We'll need to do a lot of the setup we've done before. Here we'll bind the triple store, the query, and the column map to names, so that we can refer to them easily:

(def t-store (init-kb (kb-memstore)))

(def q 
  '((?/c rdf/type money/Currency)
      (?/c money/name ?/name)
      (?/c money/shortName ?/shortName)
      (?/c money/isoAlpha ?/iso)
      (?/c money/minorName ?/minorName)
      (?/c money/minorExponent ?/minorExponent)
      (:optional
        ((?/c err/exchangeRate ?/exchangeRate)
           (?/c err/exchangeWith ?/exchangeWith)
           (?/c err/exchangeRateDate ?/exchangeRateDate)))))
(def col-map {'?/name :fullname
              '?/iso :iso
              '?/shortName :name
              '?/minorName :minor-name
              '?/minorExponent :minor-exp
              '?/exchangeRate :exchange-rate
              '?/exchangeWith :exchange-with
              '?/exchangeRateDate :exchange-date})

The specific URL that we're going to scrape is http://www.x-rates.com/table/?from=USD&amount=1.00. Let's go ahead and put everything together:

user=> (aggregate-data t-store "data/currencies.ttl" 
  #_=>   "http://www.x-rates.com/table/?from=USD&amount=1.00"
  #_=>   q col-map)
[:exchange-date :name :exchange-with :minor-exp :iso :exchange-rate :minor-name :fullname]
[#<XMLGregorianCalendarImpl 2012-10-03T10:35:00.000Z> "dirham" currency/USD#USD "2" "AED" 3.672981 "fils" "United Arab Emirates dirham"]
[nil "afghani" nil "2" "AFN" nil "pul" "Afghan afghani"]
[nil "lek" nil "2" "ALL" nil "qindarkë" "Albanian lek"]
[nil "dram" nil "0" "AMD" nil "luma" "Armenian dram"]
…

As you can see, some of the data from currencies.ttl doesn't have exchange data (the ones that start with nil).
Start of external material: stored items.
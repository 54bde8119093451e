//! Job manager: job store, event loop thread and worker dispatch.

mod core;
mod types;

pub use core::{JobManager, ProviderHandle};
pub use types::JobManagerConfig;
pub(crate) use types::{LoopMessage, SignalHook, duration_millis};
We can look in other sources for that, or decide that some of those currencies don't matter for our project.

How it works…

A lot of this is just a slightly more complicated version of what we've seen before, pulled together into one recipe. The complicated part is scraping the web page, and that's driven by the structure of the page itself.

After looking at the source of the page and playing with it on the REPL the page's structure was clear. First, we needed to pull the timestamp off the top of the table that lists the exchange rates. Then we walked over the table and pulled the data from each row. Both data tables (the short one and the long one) are in a div tag with a class moduleContent, so everything began there.

Next, we drilled down from the module content into the rows of the rates table. Inside each row, we pulled out the currency code and returned it as a symbol in the currency namespace. We also drilled down to the exchange rates and returned them as floats. Then we put everything into a map and converted that to triple vectors, which we added to the triple store.

If you have questions about how we pulled in the main currency data and worked with the triple store, refer to the Reading RDF data recipe.

If you have questions about how we scraped the data from the web page, refer to the Scraping data from tables in web pages recipe.

If you have questions about the SPARQL query, refer to the Reading RDF data with SPARQL recipe.